(DATA begins)

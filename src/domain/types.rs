//! Shared types for the plate recognition pipeline

use image::RgbImage;
use serde::{Deserialize, Serialize};
use uuid::Uuid;

/// Generate a new UUIDv7 (time-sortable)
pub fn new_uuid_v7() -> String {
    Uuid::now_v7().to_string()
}

/// Access status of a vehicle as held by the status store
#[derive(Debug, Clone, Copy, PartialEq, Eq, Hash, Serialize, Deserialize)]
#[serde(rename_all = "lowercase")]
pub enum VehicleStatus {
    Allowed,
    Blacklisted,
    Visitor,
}

impl VehicleStatus {
    #[inline]
    pub fn as_str(&self) -> &'static str {
        match self {
            VehicleStatus::Allowed => "allowed",
            VehicleStatus::Blacklisted => "blacklisted",
            VehicleStatus::Visitor => "visitor",
        }
    }
}

impl std::fmt::Display for VehicleStatus {
    fn fmt(&self, f: &mut std::fmt::Formatter<'_>) -> std::fmt::Result {
        f.write_str(self.as_str())
    }
}

impl std::str::FromStr for VehicleStatus {
    type Err = String;

    fn from_str(s: &str) -> Result<Self, Self::Err> {
        match s.to_ascii_lowercase().as_str() {
            "allowed" => Ok(VehicleStatus::Allowed),
            "blacklisted" => Ok(VehicleStatus::Blacklisted),
            "visitor" => Ok(VehicleStatus::Visitor),
            other => Err(format!("unknown vehicle status '{other}'")),
        }
    }
}

/// Access decision derived from a vehicle status
#[derive(Debug, Clone, Copy, PartialEq, Eq, Serialize, Deserialize)]
#[serde(rename_all = "lowercase")]
pub enum Decision {
    Allowed,
    Blocked,
}

impl Decision {
    #[inline]
    pub fn as_str(&self) -> &'static str {
        match self {
            Decision::Allowed => "allowed",
            Decision::Blocked => "blocked",
        }
    }
}

impl std::fmt::Display for Decision {
    fn fmt(&self, f: &mut std::fmt::Formatter<'_>) -> std::fmt::Result {
        f.write_str(self.as_str())
    }
}

/// Travel direction a camera is installed for
#[derive(Debug, Clone, Copy, PartialEq, Eq, Serialize, Deserialize, Default)]
#[serde(rename_all = "lowercase")]
pub enum Direction {
    #[default]
    Entry,
    Exit,
}

impl Direction {
    pub fn as_str(&self) -> &'static str {
        match self {
            Direction::Entry => "entry",
            Direction::Exit => "exit",
        }
    }
}

/// Which OCR pass produced a plate
#[derive(Debug, Clone, Copy, PartialEq, Eq, Serialize, Deserialize)]
#[serde(rename_all = "lowercase")]
pub enum EventSource {
    /// OCR ran on a detector bounding box
    Region,
    /// Detector found nothing, OCR ran on the whole ROI
    Fallback,
}

impl EventSource {
    pub fn as_str(&self) -> &'static str {
        match self {
            EventSource::Region => "region",
            EventSource::Fallback => "fallback",
        }
    }
}

/// Vehicle record held by the status store
#[derive(Debug, Clone, PartialEq, Serialize, Deserialize)]
pub struct VehicleStatusRecord {
    pub plate: String,
    pub status: VehicleStatus,
    #[serde(default, skip_serializing_if = "Option::is_none")]
    pub owner_name: Option<String>,
    #[serde(default, skip_serializing_if = "Option::is_none")]
    pub remarks: Option<String>,
}

impl VehicleStatusRecord {
    pub fn new(plate: &str, status: VehicleStatus) -> Self {
        Self { plate: plate.to_string(), status, owner_name: None, remarks: None }
    }

    pub fn with_owner(mut self, owner: &str) -> Self {
        self.owner_name = Some(owner.to_string());
        self
    }

    pub fn with_remarks(mut self, remarks: &str) -> Self {
        self.remarks = Some(remarks.to_string());
        self
    }
}

/// A single decoded video frame
#[derive(Debug, Clone)]
pub struct Frame {
    /// 1-based, monotonically increasing index within the source
    pub index: u64,
    pub image: RgbImage,
}

/// Axis-aligned box in pixel coordinates (x1,y1 top-left, x2,y2 bottom-right)
#[derive(Debug, Clone, Copy, PartialEq, Serialize, Deserialize)]
pub struct BoundingBox {
    pub x1: f64,
    pub y1: f64,
    pub x2: f64,
    pub y2: f64,
}

impl BoundingBox {
    pub fn new(x1: f64, y1: f64, x2: f64, y2: f64) -> Self {
        Self { x1, y1, x2, y2 }
    }
}

/// Region returned by the plate detector
#[derive(Debug, Clone, Copy, PartialEq, Serialize, Deserialize)]
pub struct Detection {
    pub bbox: BoundingBox,
    pub confidence: f64,
}

/// Output of the text recognizer for one region
#[derive(Debug, Clone, PartialEq, Serialize, Deserialize, Default)]
pub struct Recognition {
    /// Raw text, `None` when nothing was read or confidence was below the bound
    pub text: Option<String>,
    /// Average confidence over the recognized fragments
    pub confidence: f64,
}

impl Recognition {
    pub fn new(text: Option<&str>, confidence: f64) -> Self {
        Self { text: text.map(str::to_string), confidence }
    }

    pub fn empty() -> Self {
        Self::default()
    }
}

/// One noisy OCR reading, consumed once by the correction engine
#[derive(Debug, Clone, PartialEq)]
pub struct RawObservation {
    pub text: Option<String>,
    pub confidence: f64,
    pub frame_timestamp_seconds: f64,
    pub detection_confidence: Option<f64>,
}

/// Plate resolved by the correction engine
#[derive(Debug, Clone, PartialEq)]
pub struct CorrectedPlate {
    pub canonical_text: String,
    /// Winning score (biased when it came from the first pass)
    pub match_score: f64,
}

/// Finalized record of one accepted, deduplicated, decided plate occurrence
#[derive(Debug, Clone, PartialEq, Serialize, Deserialize)]
pub struct DetectionEvent {
    pub id: String,
    pub plate: String,
    pub decision: Decision,
    pub status: VehicleStatus,
    pub detection_confidence: f64,
    pub ocr_confidence: f64,
    /// Media time of the frame in whole seconds
    pub timestamp: f64,
    pub frame_index: u64,
    /// Wall-clock time the event was created (RFC 3339)
    pub recorded_at: String,
    pub camera_id: String,
    pub direction: Direction,
    pub source: EventSource,
    #[serde(default, skip_serializing_if = "Option::is_none")]
    pub image_reference: Option<String>,
}

impl DetectionEvent {
    /// Convert to a single-line JSON string for egress
    pub fn to_json(&self) -> String {
        serde_json::to_string(self).unwrap_or_else(|_| "{}".to_string())
    }
}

(DATA ends)

The lines needed are those in the data above that hold the string "Deserialize"; copy each of them.

▸ RESULT:
use serde::{Deserialize, Serialize};
#[derive(Debug, Clone, Copy, PartialEq, Eq, Hash, Serialize, Deserialize)]
#[derive(Debug, Clone, Copy, PartialEq, Eq, Serialize, Deserialize)]
#[derive(Debug, Clone, Copy, PartialEq, Eq, Serialize, Deserialize, Default)]
#[derive(Debug, Clone, Copy, PartialEq, Eq, Serialize, Deserialize)]
#[derive(Debug, Clone, PartialEq, Serialize, Deserialize)]
#[derive(Debug, Clone, Copy, PartialEq, Serialize, Deserialize)]
#[derive(Debug, Clone, Copy, PartialEq, Serialize, Deserialize)]
#[derive(Debug, Clone, PartialEq, Serialize, Deserialize, Default)]
#[derive(Debug, Clone, PartialEq, Serialize, Deserialize)]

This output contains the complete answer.